In addition to providing a data structure, Numpy also provides a suite of mathematical functions and tools for working with these arrays. For example, Numpy provides a powerful linear algebra library for manipulating matrices and vectors. Numpy also provides a range of statistical functions that can be used for data analysis.


### **Matplotlib Package**

**_Matplotlib_** is a comprehensive library for creating static, animated, and interactive visualizations in Python. 
Matplotlib can be used in Python scripts, the Python and IPython shells, Google COLAB, the Jupyter notebook, web application servers, and four graphical user interface toolkits. It supports many types of charts and graphs, including line plots, scatter plots, bar charts, histograms, pie charts, box plots, 3D charts, and more. It also supports mathematical notation and LaTeX-style formatting for text and labels.

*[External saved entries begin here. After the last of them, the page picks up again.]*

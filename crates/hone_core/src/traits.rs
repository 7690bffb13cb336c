/// A pairwise interaction law evaluated for every node of a network.
pub trait InteractionField {
    /// Node-indexed quantity the law acts on (positions or phases).
    type State;

    /// Returns the number of nodes the field couples.
    fn node_count(&self) -> usize;

    /// Evaluates the interaction term of every node.
    /// state: current node state
    /// out: buffer to write the per-node term, same shape as `state`
    fn apply(&self, state: &Self::State, out: &mut Self::State);
}

/// A fixed-step scheme that advances some state under an interaction field.
pub trait Steppable<F: InteractionField> {
    type State;

    /// Performs one step of size dt.
    /// field: interaction law evaluated on the pre-step state
    /// state: current state (updated after step)
    /// dt: step size
    fn step(&mut self, field: &F, state: &mut Self::State, dt: f64);
}
//! Weighted network adjacency shared read-only by every realization.
//!
//! The dense matrix is the canonical form. A compressed sparse row view of the
//! positive weights is built once at construction so that interaction sums only
//! visit actual neighbours; dropping zero-weight terms leaves every sum unchanged.

use nalgebra::DMatrix;
use nalgebra_sparse::{CooMatrix, CsrMatrix};

use crate::error::{invalid, Result};

#[derive(Debug, Clone)]
pub struct AdjacencyMatrix {
    dense: DMatrix<f64>,
    neighbors: CsrMatrix<f64>,
}

impl AdjacencyMatrix {
    /// Validates a dense N×N weight matrix and wraps it.
    ///
    /// The matrix must be square, non-empty, finite, non-negative, symmetric
    /// and have a zero diagonal.
    pub fn from_dense(dense: DMatrix<f64>) -> Result<Self> {
        let (rows, cols) = dense.shape();
        if rows != cols {
            invalid!(InvalidAdjacency, "Matrix must be square, got {}x{}.", rows, cols);
        }
        if rows == 0 {
            invalid!(InvalidAdjacency, "Matrix must describe at least one node.");
        }

        for i in 0..rows {
            for j in 0..cols {
                let w = dense[(i, j)];
                if !w.is_finite() {
                    invalid!(InvalidAdjacency, "Entry ({}, {}) is not finite.", i, j);
                }
                if w < 0.0 {
                    invalid!(InvalidAdjacency, "Entry ({}, {}) is negative ({}).", i, j, w);
                }
                if i == j && w != 0.0 {
                    invalid!(InvalidAdjacency, "Diagonal entry ({}, {}) must be zero.", i, j);
                }
                if j > i && w != dense[(j, i)] {
                    invalid!(
                        InvalidAdjacency,
                        "Matrix must be symmetric, but ({}, {}) = {} and ({}, {}) = {}.",
                        i,
                        j,
                        w,
                        j,
                        i,
                        dense[(j, i)]
                    );
                }
            }
        }

        let neighbors = positive_entries(&dense);
        Ok(Self { dense, neighbors })
    }

    /// Builds the adjacency of an undirected weighted graph on `node_count` nodes.
    /// A repeated edge keeps the weight it was given last.
    pub fn from_weighted_edges(node_count: usize, edges: &[(usize, usize, f64)]) -> Result<Self> {
        let mut dense = DMatrix::zeros(node_count, node_count);
        for &(i, j, w) in edges {
            if i >= node_count || j >= node_count {
                invalid!(
                    InvalidAdjacency,
                    "Edge ({}, {}) references a node outside 0..{}.",
                    i,
                    j,
                    node_count
                );
            }
            if i == j {
                invalid!(InvalidAdjacency, "Self-loop on node {} is not allowed.", i);
            }
            dense[(i, j)] = w;
            dense[(j, i)] = w;
        }
        Self::from_dense(dense)
    }

    /// Builds the adjacency of an unweighted graph: every edge has weight 1.
    pub fn from_edges(node_count: usize, edges: &[(usize, usize)]) -> Result<Self> {
        let weighted: Vec<(usize, usize, f64)> = edges.iter().map(|&(i, j)| (i, j, 1.0)).collect();
        Self::from_weighted_edges(node_count, &weighted)
    }

    /// Copy of this adjacency with every positive weight coerced to 1.
    pub fn binarized(&self) -> Self {
        let dense = self.dense.map(|w| if w > 0.0 { 1.0 } else { 0.0 });
        let neighbors = positive_entries(&dense);
        Self { dense, neighbors }
    }

    pub fn node_count(&self) -> usize {
        self.dense.nrows()
    }

    pub fn weight(&self, i: usize, j: usize) -> f64 {
        self.dense[(i, j)]
    }

    /// Positive-weight neighbours of node `i` as `(column, weight)` in ascending column order.
    pub fn neighbors(&self, i: usize) -> impl Iterator<Item = (usize, f64)> + '_ {
        let offsets = self.neighbors.row_offsets();
        let range = offsets[i]..offsets[i + 1];
        self.neighbors.col_indices()[range.clone()]
            .iter()
            .copied()
            .zip(self.neighbors.values()[range].iter().copied())
    }

    /// Number of undirected edges with positive weight.
    pub fn edge_count(&self) -> usize {
        self.neighbors.nnz() / 2
    }

    pub fn as_dense(&self) -> &DMatrix<f64> {
        &self.dense
    }
}

fn positive_entries(dense: &DMatrix<f64>) -> CsrMatrix<f64> {
    let (rows, cols) = dense.shape();
    let mut coo = CooMatrix::new(rows, cols);
    for i in 0..rows {
        for j in 0..cols {
            let w = dense[(i, j)];
            if w > 0.0 {
                coo.push(i, j, w);
            }
        }
    }
    CsrMatrix::from(&coo)
}
use nalgebra::DMatrix;

use crate::adjacency::AdjacencyMatrix;
use crate::traits::InteractionField;

/// Distances at or below this are treated as coincident nodes.
pub const MIN_DISTANCE: f64 = 1e-6;

/// Constant-magnitude attraction toward every neighbour, scaled by edge weight.
///
/// For node `i` the force is `Σ_j w_ij (x_j - x_i) / ‖x_j - x_i‖`. Neighbours within
/// [`MIN_DISTANCE`] contribute nothing, so coincident nodes never yield NaN or infinity.
#[derive(Debug, Clone, Copy)]
pub struct ForceEngine<'a> {
    adjacency: &'a AdjacencyMatrix,
}

impl<'a> ForceEngine<'a> {
    pub fn new(adjacency: &'a AdjacencyMatrix) -> Self {
        Self { adjacency }
    }

    /// Convenience wrapper around [`InteractionField::apply`] that allocates the output.
    pub fn forces(&self, positions: &DMatrix<f64>) -> DMatrix<f64> {
        let mut out = DMatrix::zeros(positions.nrows(), positions.ncols());
        self.apply(positions, &mut out);
        out
    }
}

impl InteractionField for ForceEngine<'_> {
    type State = DMatrix<f64>;

    fn node_count(&self) -> usize {
        self.adjacency.node_count()
    }

    fn apply(&self, positions: &DMatrix<f64>, out: &mut DMatrix<f64>) {
        let dim = positions.ncols();
        out.fill(0.0);

        for i in 0..positions.nrows() {
            for (j, w) in self.adjacency.neighbors(i) {
                let mut distance_sq = 0.0_f64;
                for k in 0..dim {
                    let delta = positions[(j, k)] - positions[(i, k)];
                    distance_sq += delta * delta;
                }
                let distance = distance_sq.sqrt();
                if distance <= MIN_DISTANCE {
                    continue;
                }

                for k in 0..dim {
                    let delta = positions[(j, k)] - positions[(i, k)];
                    out[(i, k)] += w * (delta / distance);
                }
            }
        }
    }
}
use serde::{Deserialize, Serialize};

use crate::error::{invalid, Result};

/// Parameters shared by every realization of an ensemble run.
#[derive(Debug, Clone, Copy, PartialEq, Serialize, Deserialize)]
pub struct EnsembleConfig {
    /// Embedding dimensionality.
    pub dim: usize,
    /// Maximum number of steps per realization.
    pub iterations: usize,
    /// Number of realizations; seeds run over `0..ensemble_size`.
    pub ensemble_size: usize,
    /// Convergence threshold on the summed per-step node displacement.
    pub tol: f64,
    pub dt: f64,
    /// Spatial damping.
    pub gamma: f64,
    /// Phase damping.
    pub gamma_theta: f64,
    /// Kuramoto coupling strength `K`.
    #[serde(alias = "K")]
    pub coupling_strength: f64,
    /// Worker threads in the ensemble pool; `None` lets rayon pick.
    #[serde(default)]
    pub workers: Option<usize>,
}

impl Default for EnsembleConfig {
    fn default() -> Self {
        Self {
            dim: 2,
            iterations: 100,
            ensemble_size: 100,
            tol: 1e-4,
            dt: 0.01,
            gamma: 1.0,
            gamma_theta: 0.1,
            coupling_strength: 0.5,
            workers: None,
        }
    }
}

impl EnsembleConfig {
    pub fn validate(&self) -> Result<()> {
        if self.dim == 0 {
            invalid!(InvalidConfiguration, "Embedding dimension must be at least 1.");
        }
        if self.iterations == 0 {
            invalid!(InvalidConfiguration, "iterations must be greater than zero.");
        }
        if self.ensemble_size == 0 {
            invalid!(InvalidConfiguration, "ensemble_size must be greater than zero.");
        }
        if !self.dt.is_finite() || self.dt <= 0.0 {
            invalid!(InvalidConfiguration, "Step size dt must be positive and finite.");
        }
        if self.tol.is_nan() || self.tol < 0.0 {
            invalid!(InvalidConfiguration, "Tolerance must be non-negative.");
        }
        for (name, value) in [
            ("gamma", self.gamma),
            ("gamma_theta", self.gamma_theta),
            ("coupling_strength", self.coupling_strength),
        ] {
            if !value.is_finite() {
                invalid!(InvalidConfiguration, "{} must be finite, got {}.", name, value);
            }
        }
        if self.workers == Some(0) {
            invalid!(InvalidConfiguration, "Worker pool needs at least one thread.");
        }
        Ok(())
    }
}

#[cfg(test)]
mod tests {
    use super::EnsembleConfig;

    fn assert_err_contains<T: std::fmt::Debug>(result: crate::Result<T>, needle: &str) {
        let err = result.expect_err("expected error");
        let message = format!("{err}");
        assert!(
            message.contains(needle),
            "expected error to contain \"{needle}\", got \"{message}\""
        );
    }

    #[test]
    fn defaults_are_valid() {
        let config = EnsembleConfig::default();
        assert!(config.validate().is_ok());
        assert_eq!(config.dim, 2);
        assert_eq!(config.ensemble_size, 100);
        assert_eq!(config.coupling_strength, 0.5);
    }

    #[test]
    fn validate_rejects_invalid_settings() {
        let base = EnsembleConfig::default();

        assert_err_contains(EnsembleConfig { dim: 0, ..base }.validate(), "dimension");
        assert_err_contains(EnsembleConfig { iterations: 0, ..base }.validate(), "iterations");
        assert_err_contains(
            EnsembleConfig { ensemble_size: 0, ..base }.validate(),
            "ensemble_size",
        );
        assert_err_contains(EnsembleConfig { dt: 0.0, ..base }.validate(), "dt must be positive");
        assert_err_contains(EnsembleConfig { dt: -0.1, ..base }.validate(), "dt must be positive");
        assert_err_contains(
            EnsembleConfig { dt: f64::INFINITY, ..base }.validate(),
            "dt must be positive",
        );
        assert_err_contains(EnsembleConfig { tol: -1e-3, ..base }.validate(), "Tolerance");
        assert_err_contains(EnsembleConfig { tol: f64::NAN, ..base }.validate(), "Tolerance");
        assert_err_contains(
            EnsembleConfig { gamma: f64::NAN, ..base }.validate(),
            "gamma must be finite",
        );
        assert_err_contains(
            EnsembleConfig { coupling_strength: f64::INFINITY, ..base }.validate(),
            "coupling_strength",
        );
        assert_err_contains(
            EnsembleConfig { workers: Some(0), ..base }.validate(),
            "at least one thread",
        );
    }

    #[test]
    fn zero_tolerance_is_allowed() {
        let config = EnsembleConfig { tol: 0.0, ..EnsembleConfig::default() };
        assert!(config.validate().is_ok());
    }
}
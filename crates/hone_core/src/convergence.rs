use nalgebra::DMatrix;

#[derive(Debug, Clone, Copy, PartialEq)]
pub struct ConvergenceCheck {
    /// `Σ_i ‖x_i(new) - x_i(old)‖`
    pub movement: f64,
    pub converged: bool,
}

/// Early-stopping rule on aggregate per-step node displacement.
#[derive(Debug, Clone, Copy)]
pub struct ConvergenceMonitor {
    tol: f64,
}

impl ConvergenceMonitor {
    pub fn new(tol: f64) -> Self {
        Self { tol }
    }

    pub fn check(&self, old: &DMatrix<f64>, new: &DMatrix<f64>) -> ConvergenceCheck {
        let mut movement = 0.0;
        for i in 0..new.nrows() {
            movement += (new.row(i) - old.row(i)).norm();
        }
        ConvergenceCheck {
            movement,
            converged: movement < self.tol,
        }
    }
}

#[cfg(test)]
mod tests {
    use super::ConvergenceMonitor;
    use nalgebra::DMatrix;

    #[test]
    fn movement_sums_per_node_distances() {
        let old = DMatrix::from_row_slice(2, 2, &[0.0, 0.0, 1.0, 1.0]);
        let new = DMatrix::from_row_slice(2, 2, &[3.0, 4.0, 1.0, 2.0]);

        let check = ConvergenceMonitor::new(1.0).check(&old, &new);

        assert!((check.movement - 6.0).abs() < 1e-12);
        assert!(!check.converged);
    }

    #[test]
    fn threshold_is_strict() {
        let old = DMatrix::from_row_slice(1, 1, &[0.0]);
        let new = DMatrix::from_row_slice(1, 1, &[0.5]);

        assert!(!ConvergenceMonitor::new(0.5).check(&old, &new).converged);
        assert!(ConvergenceMonitor::new(0.5000001).check(&old, &new).converged);
        assert!(!ConvergenceMonitor::new(0.0).check(&old, &old).converged);
    }
}
//! Signal-fusion configuration.

use serde::{Deserialize, Serialize};

use super::signals::FusionMethod;

/// Configuration for fusing disclosures into signals.
#[derive(Debug, Clone, Serialize, Deserialize)]
pub struct FusionConfig {
    /// How conflicting disclosures are resolved into one signal
    pub method: FusionMethod,

    /// How far one side must outweigh the other before a dollar-weighted
    /// signal fires (1.5 = buys must exceed 1.5x sells)
    pub buy_threshold_multiplier: f64,

    /// Default lookback window for signal generation, in days
    pub lookback_days: u32,

    /// Minimum confidence for a signal to be considered actionable
    pub min_confidence: f64,
}

impl Default for FusionConfig {
    fn default() -> Self {
        Self {
            method: FusionMethod::DollarWeighted,
            buy_threshold_multiplier: 1.5,
            lookback_days: 30,
            min_confidence: 0.6,
        }
    }
}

#### **Matplotlib with Numpy**

Matplotlib can be used with Numpy to create powerful visualizations. Numpy can be used to provide data for Matplotlib to plot, manipulate, and transform. For example, you can use Numpy functions to generate random numbers, generate evenly spaced numbers over a specified interval, generate normally distributed numbers, and even perform linear algebraic operations. Matplotlib can then take this data and plot it in various ways, including line graphs, bar graphs, histograms, scatter plots, contour plots, and more. Together, Matplotlib and Numpy can be used to create powerful visualizations of data.

### **Scipy Package**

The `scipy.stats` module in Python’s `SciPy` library provides a wide range of statistical functions and distributions. Here are some key features:

1. **Probability Distributions:**
It contains a large number of probability distributions (both continuous and discrete), such as normal, exponential, gamma, chi-squared, and more.
These distributions allow you to model and analyze random variables in various fields like physics, finance, and engineering.

2. **Summary Statistics and Tests:**
You can compute summary statistics (mean, median, variance, etc.) for your data using functions from this module.
It also offers statistical tests (e.g., t-tests, ANOVA) to assess hypotheses and compare groups.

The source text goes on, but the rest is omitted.